Download an example dataset with missing TMA in the last 10 rows:
download.file("https://raw.githubusercontent.com/John-R-Wallace-NOAA/FishNIRS/main/Bias_Correction/TMA_Pred.RData",
"TMA_Pred.RData")
load("TMA_Pred.RData")
headTail(TMA_Pred, 3, 12)
" "
Plot the data to create this agreement figure. My toolbox function browsePlot() was downloaded above and will be used for viewing the figures directly in browser and (optionally) saved into a file.
browsePlot('agreementFigure(TMA_Pred$TMA, TMA_Pred$NN_Pred_BIASED, xlim = c(0, 18.5), ylim = c(0, 18.5),
main = "NN Predicted Ages with Bias at Older Ages")', file = 'NN_Pred_vs_TMA_Agreement_Fig.png')
" "
The difference between TMA and NN_Pred is fitted against the biased NN_Pred using lowess().
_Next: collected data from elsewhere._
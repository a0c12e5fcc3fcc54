use std::ffi::OsString;
use std::path::{Path, PathBuf};
use tokio::process::Command;
use tracing::{debug, info};

use crate::audio::AudioBuffer;
use crate::config::AudioConfig;
use crate::error::{JimakuError, Result};

/// Extensions picked up by directory processing
pub const MEDIA_EXTENSIONS: &[&str] = &[
    "wav", "mp3", "m4a", "flac", "ogg", "opus", "aac", "mp4", "mkv", "mov", "avi", "webm",
];

/// Speech band pass plus loudness normalization for noisy recordings
pub const SPEECH_BAND_FILTER: &str = "highpass=f=300,lowpass=f=3400,loudnorm";

pub fn is_wav(path: &Path) -> bool {
    has_extension(path, &["wav"])
}

pub fn is_media_file(path: &Path) -> bool {
    has_extension(path, MEDIA_EXTENSIONS)
}

fn has_extension(path: &Path, extensions: &[&str]) -> bool {
    path.extension()
        .and_then(|ext| ext.to_str())
        .map(|ext| extensions.contains(&ext.to_lowercase().as_str()))
        .unwrap_or(false)
}

/// ffmpeg wrapper turning any container into mono 16-bit PCM WAV
pub struct MediaExtractor {
    binary_path: String,
    sample_rate: u32,
    audio_filter: Option<String>,
}

impl MediaExtractor {
    pub fn new(config: &AudioConfig) -> Self {
        Self {
            binary_path: config.ffmpeg_path.clone(),
            sample_rate: config.target_sample_rate,
            audio_filter: config.audio_filter.clone().filter(|f| !f.trim().is_empty()),
        }
    }

    /// With a filter configured, WAV input needs ffmpeg too
    pub fn filters_audio(&self) -> bool {
        self.audio_filter.is_some()
    }

    fn extraction_args(&self, input: &Path, output: &Path) -> Vec<OsString> {
        let mut args: Vec<OsString> = vec!["-y".into(), "-i".into(), input.into(), "-vn".into()];
        if let Some(filter) = &self.audio_filter {
            args.push("-af".into());
            args.push(filter.into());
        }
        args.extend([
            "-acodec".into(),
            "pcm_s16le".into(),
            "-ar".into(),
            self.sample_rate.to_string().into(),
            "-ac".into(),
            "1".into(),
            output.into(),
        ]);
        args
    }

    /// Extract the audio track of `input` to `output` as WAV
    pub async fn extract_audio(&self, input: &Path, output: &Path) -> Result<()> {
        info!("Extracting audio from {} to {}", input.display(), output.display());

        let mut cmd = Command::new(&self.binary_path);
        cmd.args(self.extraction_args(input, output)).kill_on_drop(true);

        debug!("Executing ffmpeg command: {:?}", cmd);

        let result = cmd.output()
            .await
            .map_err(|e| JimakuError::Media(format!("Failed to execute ffmpeg: {}", e)))?;

        if !result.status.success() {
            let stderr = String::from_utf8_lossy(&result.stderr);
            return Err(JimakuError::Media(format!("Audio extraction failed: {}", stderr.trim())));
        }

        info!("Audio extraction completed");
        Ok(())
    }

    /// Decode `path` into samples; non-WAV or filtered input goes through ffmpeg first
    pub async fn load_audio(&self, path: &Path) -> Result<AudioBuffer> {
        if !path.exists() {
            return Err(JimakuError::FileNotFound(path.display().to_string()));
        }
        if !is_media_file(path) {
            return Err(JimakuError::UnsupportedFormat(path.display().to_string()));
        }
        if is_wav(path) && !self.filters_audio() {
            return decode_wav(path.to_path_buf()).await;
        }

        let scratch = tempfile::tempdir()?;
        let wav_path = scratch.path().join("audio.wav");
        self.extract_audio(path, &wav_path).await?;
        decode_wav(wav_path).await
    }

    pub async fn check_availability(&self) -> Result<()> {
        let output = Command::new(&self.binary_path)
            .arg("-version")
            .output()
            .await
            .map_err(|e| JimakuError::Media(format!("FFmpeg not found: {}", e)))?;

        if output.status.success() {
            info!("FFmpeg is available");
            Ok(())
        } else {
            Err(JimakuError::Media("FFmpeg version check failed".to_string()))
        }
    }
}

async fn decode_wav(path: PathBuf) -> Result<AudioBuffer> {
    tokio::task::spawn_blocking(move || AudioBuffer::from_wav_file(&path))
        .await
        .map_err(|e| JimakuError::Media(format!("WAV decoding task failed: {}", e)))?
}

#[cfg(test)]
mod tests {
    use super::*;
    use assert_fs::prelude::*;
    use assert_fs::TempDir;

    fn extractor(binary: &str) -> MediaExtractor {
        MediaExtractor::new(&AudioConfig { ffmpeg_path: binary.to_string(), ..AudioConfig::default() })
    }

    fn filtering_extractor(binary: &str) -> MediaExtractor {
        MediaExtractor::new(&AudioConfig {
            ffmpeg_path: binary.to_string(),
            audio_filter: Some(SPEECH_BAND_FILTER.to_string()),
            ..AudioConfig::default()
        })
    }

    fn write_tone(path: &Path, rate: u32, seconds: u32) {
        let spec = hound::WavSpec {
            channels: 1,
            sample_rate: rate,
            bits_per_sample: 16,
            sample_format: hound::SampleFormat::Int,
        };
        let mut writer = hound::WavWriter::create(path, spec).unwrap();
        for i in 0..rate * seconds {
            writer.write_sample(((i % 100) as i16 - 50) * 100).unwrap();
        }
        writer.finalize().unwrap();
    }

    #[test]
    fn test_extension_checks() {
        assert!(is_wav(Path::new("a/b/Episode01.WAV")));
        assert!(!is_wav(Path::new("episode.mp4")));
        assert!(is_media_file(Path::new("episode.mkv")));
        assert!(!is_media_file(Path::new("notes.txt")));
        assert!(!is_media_file(Path::new("no_extension")));
    }

    #[tokio::test]
    async fn test_wav_is_decoded_without_ffmpeg() {
        let temp = TempDir::new().unwrap();
        let wav = temp.child("clip.wav");
        write_tone(wav.path(), 16_000, 2);

        let buffer = extractor("/nonexistent/ffmpeg").load_audio(wav.path()).await.unwrap();
        assert_eq!(buffer.sample_rate, 16_000);
        assert!((buffer.duration() - 2.0).abs() < 1e-9);
    }

    #[test]
    fn test_extraction_args() {
        let plain = extractor("ffmpeg").extraction_args(Path::new("in.mkv"), Path::new("out.wav"));
        assert_eq!(
            plain,
            ["-y", "-i", "in.mkv", "-vn", "-acodec", "pcm_s16le", "-ar", "16000", "-ac", "1", "out.wav"]
                .map(OsString::from)
                .to_vec()
        );

        let filtered = filtering_extractor("ffmpeg").extraction_args(Path::new("in.wav"), Path::new("out.wav"));
        let position = filtered.iter().position(|a| a == "-af").unwrap();
        assert_eq!(filtered[position + 1], OsString::from(SPEECH_BAND_FILTER));
        assert!(position > filtered.iter().position(|a| a == "in.wav").unwrap());
        assert!(position < filtered.iter().position(|a| a == "-acodec").unwrap());
    }

    #[test]
    fn test_blank_filter_is_ignored() {
        let extractor = MediaExtractor::new(&AudioConfig { audio_filter: Some("  ".to_string()), ..AudioConfig::default() });
        assert!(!extractor.filters_audio());
    }

    #[tokio::test]
    async fn test_filtered_wav_goes_through_ffmpeg() {
        let temp = TempDir::new().unwrap();
        let wav = temp.child("clip.wav");
        write_tone(wav.path(), 16_000, 1);

        let err = filtering_extractor("/nonexistent/ffmpeg").load_audio(wav.path()).await.unwrap_err();
        assert!(matches!(err, JimakuError::Media(_)));
    }

    #[tokio::test]
    async fn test_missing_input() {
        let err = extractor("ffmpeg").load_audio(Path::new("/nonexistent/clip.wav")).await.unwrap_err();
        assert!(matches!(err, JimakuError::FileNotFound(_)));
    }

    #[tokio::test]
    async fn test_unknown_extension_is_rejected() {
        let temp = TempDir::new().unwrap();
        let notes = temp.child("notes.txt");
        notes.write_str("not audio").unwrap();

        let err = extractor("ffmpeg").load_audio(notes.path()).await.unwrap_err();
        assert!(matches!(err, JimakuError::UnsupportedFormat(_)));
    }

    #[tokio::test]
    async fn test_missing_ffmpeg_is_media_error() {
        let temp = TempDir::new().unwrap();
        let video = temp.child("episode.mp4");
        video.write_binary(&[0u8; 16]).unwrap();

        let extractor = extractor("/nonexistent/ffmpeg");
        assert!(matches!(extractor.load_audio(video.path()).await, Err(JimakuError::Media(_))));
        assert!(matches!(extractor.check_availability().await, Err(JimakuError::Media(_))));
    }
}
pub use cancel::CancelToken;
pub use report::{RunReport, RunState, RunTracker, SoftFailure, StageTiming};
use crate::annotate::{AnnotatedText, Annotator, AnnotatorFactory};
use crate::audio::{AudioBuffer, AudioChunk, AudioInput, Chunker};
use crate::config::Config;
use crate::error::{BackendError, JimakuError, Result, TranscriptionError};
use crate::quality::TranscriptFilter;
use crate::subtitle::{CueAssembler, SubtitleDocument};
use crate::transcribe::{merge_chunks, ChunkTranscript, TranscriberFactory, TranscriptionEngine};
use crate::translate::{prompt, CueTranslator, TranslationFailure, TranslatorFactory};

/// Stages wired together for repeated runs
pub struct Pipeline {
    config: Config,
    chunker: Chunker,
    engine: TranscriptionEngine,
    filter: TranscriptFilter,
    assembler: CueAssembler,
    annotator: Option<Arc<Annotator>>,
    corrector: Option<CueTranslator>,
    translator: Option<CueTranslator>,
}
A prediction of the bias adjustment given a new value of NN_Pred is done with predict.lowess() from my toolbox [which uses stats::splinefun()]. The resulting bias adjustment is added to NN_Pred and plotted along with lowess smoothed lines using lowess.line() with 3 different values of the smoothing parameter (all in green). The original biased data is plotted in black and only one smoothed line for the biased data is shown.
(Bias_Adjustment <- predict.lowess(lowess(TMA_Pred$NN_Pred_BIASED[!is.na(TMA_Pred$TMA)],
TMA_Pred$TMA[!is.na(TMA_Pred$TMA)] - TMA_Pred$NN_Pred_BIASED[!is.na(TMA_Pred$TMA)], f = 2/3),
newdata = TMA_Pred$NN_Pred_BIASED))[1:10]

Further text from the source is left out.